Le ciment, un candidat idéal pour le suivi de l’activité économique
Le ciment est la base d’une grande partie des infrastructures construites par l’Homme, faisant de lui le deuxième matériau le plus utilisé dans le monde après l’eau. La localisation exacte de l’ensemble des usines, disponible sur le site de référence cemnet.com, permet de repérer leurs fours et de les localiser en vue d’un suivi par satellite. De plus, le ciment présente de très nombreuses caractéristiques qui font de lui un indicateur économique adapté.
Tout d’abord, lors de sa production, la matière première est soumise à une chaleur intense dans un four, avoisinant les 1500°C, qui peut être détectée par les capteurs infrarouges des satellites.
Deuxièmement, les importantes dépenses énergétiques requises pour faire fonctionner un four impliquent qu’un four en activité produit à pleine capacité pour rentabiliser au maximum ses frais de fonctionnement. Autrement dit, il est raisonnable de supposer que si un four est identifié comme actif, il produit sa capacité maximale (qui est une donnée publique) : cela permet d’estimer le volume de production à partir du nombre de fours allumés. De plus, en général, l’essentiel de la production est consommé localement (en France, les importations représentent 15% de la production et proviennent majoritairement de Belgique et d’Espagne (INSEE)), reliant ainsi production et consommation au niveau local.
Finalement, le ciment étant un matériau instable et très sensible à l’humidité, il est généralement consommé peu de temps après sa production. Toutes ces caractéristiques permettent donc le développement d’un indicateur a priori fortement corrélé avec l’activité dans le secteur de la construction.
Le satellite : des données mondiales, uniformes et en temps réel au service des économistes
Notre récent article (d’Aspremont et al., 2023) exploite des données satellite disponibles en temps réel et gratuitement, avec une couverture mondiale et uniforme. La combinaison de ces avantages contraste avec les données officielles de production industrielle qui sont le plus souvent publiées par les instituts nationaux de statistiques avec un délai variable, et dont la qualité, la comparabilité et la fiabilité peuvent aussi varier selon les pays.

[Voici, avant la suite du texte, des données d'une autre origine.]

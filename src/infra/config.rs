//! Configuration loading from TOML files
//!
//! Config file is selected via:
//! 1. --config <path> command line argument
//! 2. CONFIG_FILE environment variable
//! 3. Default: config/dev.toml
//!
//! Only a missing default file falls back to built-in defaults; any file that
//! was found or named but does not load is an error.

use crate::services::alert_engine::{AlertConfig, UrgencyBands};
use anyhow::Context;
use serde::Deserialize;
use std::env;
use std::fs;
use std::path::Path;

/// Config path used when neither `--config` nor `CONFIG_FILE` is given
pub const DEFAULT_CONFIG_PATH: &str = "config/dev.toml";

#[derive(Debug, Clone, PartialEq, Deserialize)]
#[serde(rename_all = "lowercase")]
pub enum FormatterMode {
    /// Deterministic template table only
    Template,
    /// Chat-completions rewrite with template fallback
    Chat,
}

#[derive(Debug, Clone, Deserialize, Default)]
pub struct SiteConfig {
    /// Deployment identifier stamped on egress records
    #[serde(default = "default_site_id")]
    pub id: String,
}

fn default_site_id() -> String {
    "ambuclear".to_string()
}

#[derive(Debug, Clone, Deserialize)]
pub struct UrgencyBandsConfig {
    #[serde(default = "default_band_critical")]
    pub critical: f64,
    #[serde(default = "default_band_high")]
    pub high: f64,
    #[serde(default = "default_band_medium")]
    pub medium: f64,
}

fn default_band_critical() -> f64 {
    100.0
}

fn default_band_high() -> f64 {
    300.0
}

fn default_band_medium() -> f64 {
    500.0
}

impl Default for UrgencyBandsConfig {
    fn default() -> Self {
        Self {
            critical: default_band_critical(),
            high: default_band_high(),
            medium: default_band_medium(),
        }
    }
}

#[derive(Debug, Clone, Deserialize)]
pub struct AlertSection {
    #[serde(default = "default_radius_meters")]
    pub radius_meters: f64,
    #[serde(default = "default_heading_threshold")]
    pub heading_threshold_degrees: f64,
    /// Half-width of the cone in front of the vehicle that counts as "ahead"
    #[serde(default = "default_ahead_cone")]
    pub ahead_cone_degrees: f64,
    /// Whether a vehicle exactly at the radius still alerts
    #[serde(default = "default_radius_inclusive")]
    pub radius_inclusive: bool,
    /// Noun used in bystander messages
    #[serde(default = "default_vehicle_label")]
    pub vehicle_label: String,
    #[serde(default)]
    pub urgency_bands: UrgencyBandsConfig,
}

fn default_radius_meters() -> f64 {
    500.0
}

fn default_heading_threshold() -> f64 {
    30.0
}

fn default_ahead_cone() -> f64 {
    30.0
}

fn default_radius_inclusive() -> bool {
    true
}

fn default_vehicle_label() -> String {
    "Ambulance".to_string()
}

impl Default for AlertSection {
    fn default() -> Self {
        Self {
            radius_meters: default_radius_meters(),
            heading_threshold_degrees: default_heading_threshold(),
            ahead_cone_degrees: default_ahead_cone(),
            radius_inclusive: default_radius_inclusive(),
            vehicle_label: default_vehicle_label(),
            urgency_bands: UrgencyBandsConfig::default(),
        }
    }
}

#[derive(Debug, Clone, Deserialize)]
pub struct FormatterConfig {
    #[serde(default = "default_formatter_mode")]
    pub mode: FormatterMode,
    /// OpenAI-compatible chat completions endpoint
    #[serde(default = "default_formatter_endpoint")]
    pub endpoint: String,
    #[serde(default = "default_formatter_model")]
    pub model: String,
    /// Name of the environment variable holding the API key
    #[serde(default = "default_formatter_api_key_env")]
    pub api_key_env: String,
    /// Hard cap on a rewrite round trip; the template message is used past it
    #[serde(default = "default_formatter_timeout_ms")]
    pub timeout_ms: u64,
}

fn default_formatter_mode() -> FormatterMode {
    FormatterMode::Template
}

fn default_formatter_endpoint() -> String {
    "https://api.groq.com/openai/v1/chat/completions".to_string()
}

fn default_formatter_model() -> String {
    "llama-3.1-8b-instant".to_string()
}

fn default_formatter_api_key_env() -> String {
    "GROQ_API_KEY".to_string()
}

fn default_formatter_timeout_ms() -> u64 {
    1500
}

impl Default for FormatterConfig {
    fn default() -> Self {
        Self {
            mode: default_formatter_mode(),
            endpoint: default_formatter_endpoint(),
            model: default_formatter_model(),
            api_key_env: default_formatter_api_key_env(),
            timeout_ms: default_formatter_timeout_ms(),
        }
    }
}

#[derive(Debug, Clone, Deserialize)]
pub struct EgressConfig {
    #[serde(default)]
    pub enabled: bool,
    /// File path for decision egress (JSONL format)
    #[serde(default = "default_egress_file")]
    pub file: String,
}

impl Default for EgressConfig {
    fn default() -> Self {
        Self { enabled: false, file: default_egress_file() }
    }
}

fn default_egress_file() -> String {
    "decisions.jsonl".to_string()
}

#[derive(Debug, Clone, Deserialize)]
pub struct MetricsConfig {
    #[serde(default = "default_metrics_interval")]
    pub interval_secs: u64,
}

fn default_metrics_interval() -> u64 {
    10
}

impl Default for MetricsConfig {
    fn default() -> Self {
        Self { interval_secs: default_metrics_interval() }
    }
}

#[derive(Debug, Clone, Deserialize, Default)]
pub struct TomlConfig {
    #[serde(default)]
    pub site: SiteConfig,
    #[serde(default)]
    pub alert: AlertSection,
    #[serde(default)]
    pub formatter: FormatterConfig,
    #[serde(default)]
    pub egress: EgressConfig,
    #[serde(default)]
    pub metrics: MetricsConfig,
}

/// Main configuration struct used throughout the application
#[derive(Debug, Clone)]
pub struct Config {
    site_id: String,
    alert: AlertConfig,
    vehicle_label: String,
    formatter_mode: FormatterMode,
    formatter_endpoint: String,
    formatter_model: String,
    formatter_api_key_env: String,
    formatter_timeout_ms: u64,
    egress_enabled: bool,
    egress_file: String,
    metrics_interval_secs: u64,
    config_file: String,
}

impl Default for Config {
    fn default() -> Self {
        Self::from_toml(TomlConfig::default(), "default")
    }
}

impl Config {
    fn from_toml(toml_config: TomlConfig, config_file: &str) -> Self {
        let alert = &toml_config.alert;
        let bands = &alert.urgency_bands;

        Self {
            site_id: toml_config.site.id,
            alert: AlertConfig {
                radius_meters: alert.radius_meters,
                heading_threshold_degrees: alert.heading_threshold_degrees,
                ahead_cone_degrees: alert.ahead_cone_degrees,
                radius_inclusive: alert.radius_inclusive,
                urgency_bands: UrgencyBands {
                    critical: bands.critical,
                    high: bands.high,
                    medium: bands.medium,
                },
            },
            vehicle_label: toml_config.alert.vehicle_label,
            formatter_mode: toml_config.formatter.mode,
            formatter_endpoint: toml_config.formatter.endpoint,
            formatter_model: toml_config.formatter.model,
            formatter_api_key_env: toml_config.formatter.api_key_env,
            formatter_timeout_ms: toml_config.formatter.timeout_ms,
            egress_enabled: toml_config.egress.enabled,
            egress_file: toml_config.egress.file,
            metrics_interval_secs: toml_config.metrics.interval_secs,
            config_file: config_file.to_string(),
        }
    }

    /// Determine config file path from args or environment
    pub fn resolve_config_path(args: &[String]) -> String {
        for (i, arg) in args.iter().enumerate() {
            if arg == "--config" {
                if let Some(path) = args.get(i + 1) {
                    return path.clone();
                }
            }
            if let Some(path) = arg.strip_prefix("--config=") {
                return path.to_string();
            }
        }

        if let Ok(path) = env::var("CONFIG_FILE") {
            return path;
        }

        DEFAULT_CONFIG_PATH.to_string()
    }

    /// Load configuration from a TOML file
    ///
    /// The alert section is validated here so a bad band ordering fails at
    /// startup rather than on the first evaluation.
    pub fn from_file<P: AsRef<Path>>(path: P) -> anyhow::Result<Self> {
        let path = path.as_ref();
        let content = fs::read_to_string(path)
            .with_context(|| format!("Failed to read config file {}", path.display()))?;

        let toml_config: TomlConfig = toml::from_str(&content)
            .with_context(|| format!("Failed to parse config file {}", path.display()))?;

        let config = Self::from_toml(toml_config, &path.display().to_string());
        config
            .alert
            .validate()
            .with_context(|| format!("Invalid [alert] section in {}", path.display()))?;

        Ok(config)
    }

    /// Load configuration from a path
    ///
    /// Falls back to defaults only when `path` is the default path and the
    /// file does not exist. Read, parse and validation errors are returned.
    pub fn load_from_path(path: &str) -> anyhow::Result<Self> {
        if path == DEFAULT_CONFIG_PATH && !Path::new(path).exists() {
            eprintln!("Warning: {path} not found. Using defaults.");
            return Ok(Self::default());
        }
        Self::from_file(path)
    }

    /// Load configuration from the path resolved from args or environment
    pub fn load(args: &[String]) -> anyhow::Result<Self> {
        Self::load_from_path(&Self::resolve_config_path(args))
    }

    pub fn site_id(&self) -> &str {
        &self.site_id
    }

    pub fn alert(&self) -> &AlertConfig {
        &self.alert
    }

    pub fn vehicle_label(&self) -> &str {
        &self.vehicle_label
    }

    pub fn formatter_mode(&self) -> &FormatterMode {
        &self.formatter_mode
    }

    pub fn formatter_endpoint(&self) -> &str {
        &self.formatter_endpoint
    }

    pub fn formatter_model(&self) -> &str {
        &self.formatter_model
    }

    pub fn formatter_api_key_env(&self) -> &str {
        &self.formatter_api_key_env
    }

    pub fn formatter_timeout_ms(&self) -> u64 {
        self.formatter_timeout_ms
    }

    pub fn egress_enabled(&self) -> bool {
        self.egress_enabled
    }

    pub fn egress_file(&self) -> &str {
        &self.egress_file
    }

    pub fn metrics_interval_secs(&self) -> u64 {
        self.metrics_interval_secs
    }

    pub fn config_file(&self) -> &str {
        &self.config_file
    }
}

#[cfg(test)]
mod tests {
    use super::*;

    #[test]
    fn test_default_config() {
        let config = Config::default();
        assert_eq!(config.site_id(), "ambuclear");
        assert_eq!(config.alert().radius_meters, 500.0);
        assert_eq!(config.alert().heading_threshold_degrees, 30.0);
        assert_eq!(config.alert().ahead_cone_degrees, 30.0);
        assert!(config.alert().radius_inclusive);
        assert_eq!(config.alert().urgency_bands.critical, 100.0);
        assert_eq!(config.alert().urgency_bands.high, 300.0);
        assert_eq!(config.alert().urgency_bands.medium, 500.0);
        assert_eq!(config.vehicle_label(), "Ambulance");
        assert_eq!(config.formatter_mode(), &FormatterMode::Template);
        assert_eq!(config.metrics_interval_secs(), 10);
        assert_eq!(config.config_file(), "default");
    }

    #[test]
    fn test_default_matches_engine_default() {
        assert_eq!(Config::default().alert(), &AlertConfig::default());
    }

    #[test]
    fn test_resolve_config_path_from_arg() {
        let args: Vec<String> = vec![
            "ambuclear".to_string(),
            "--config".to_string(),
            "config/chennai.toml".to_string(),
        ];
        assert_eq!(Config::resolve_config_path(&args), "config/chennai.toml");
    }

    #[test]
    fn test_resolve_config_path_from_arg_equals() {
        let args: Vec<String> =
            vec!["ambuclear".to_string(), "--config=config/prod.toml".to_string()];
        assert_eq!(Config::resolve_config_path(&args), "config/prod.toml");
    }

    #[test]
    fn test_egress_default() {
        let egress = EgressConfig::default();
        assert_eq!(egress.file, "decisions.jsonl");
        assert!(!egress.enabled);

        let config = Config::default();
        assert_eq!(config.egress_file(), "decisions.jsonl");
        assert!(!config.egress_enabled());
    }

    #[test]
    fn test_partial_toml_uses_section_defaults() {
        let toml_config: TomlConfig = toml::from_str(
            r#"
[alert]
radius_meters = 750.0

[alert.urgency_bands]
critical = 150.0
"#,
        )
        .unwrap();
        let config = Config::from_toml(toml_config, "inline");

        assert_eq!(config.alert().radius_meters, 750.0);
        assert_eq!(config.alert().heading_threshold_degrees, 30.0);
        assert_eq!(config.alert().urgency_bands.critical, 150.0);
        assert_eq!(config.alert().urgency_bands.high, 300.0);
        assert_eq!(config.formatter_timeout_ms(), 1500);
    }
}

Alors que la littérature essayant d’exploiter les données satellite s’est jusqu’à présent concentrée sur les lumières nocturnes (Donaldson et Storeygard, 2016) et plus récemment sur la pollution de l’air (Bricongne et al., 2021), nous utilisons une source de données encore inexploitée en économie : les données infrarouges.
Cela est possible grâce aux satellites Sentinel-2 lancés par l’Agence Spatiale Européenne en 2017. En analysant l’intensité des émissions des différentes bandes du spectre infrarouge captées par ces satellites, notre algorithme parvient à définir si un objet au sol est chaud et situé dans une cimenterie.
Sur les images satellite, les nuages peuvent perturber les mesures d’émissions infrarouges. À l’aide d’un réseau de neurones entraîné à reconnaître les nuages sur des images, il est possible de repérer automatiquement la couverture nuageuse. Si elle est trop importante, les observations sont exclues afin de préserver la qualité de notre indicateur.
Finalement, nous interpolons les données manquantes (car la période de revisite des satellites est d’environ 4 jours) avec un algorithme d’apprentissage automatique de gradient boosting. In fine, cela donne un indice quotidien d’activité disponible en temps quasi-réel des cimenteries pour les 38 pays de notre échantillon disposant de statistiques officielles mensuelles (25 avancés et 13 émergents) et couverts par nos données satellites, similaire à l’exemple du graphique 2.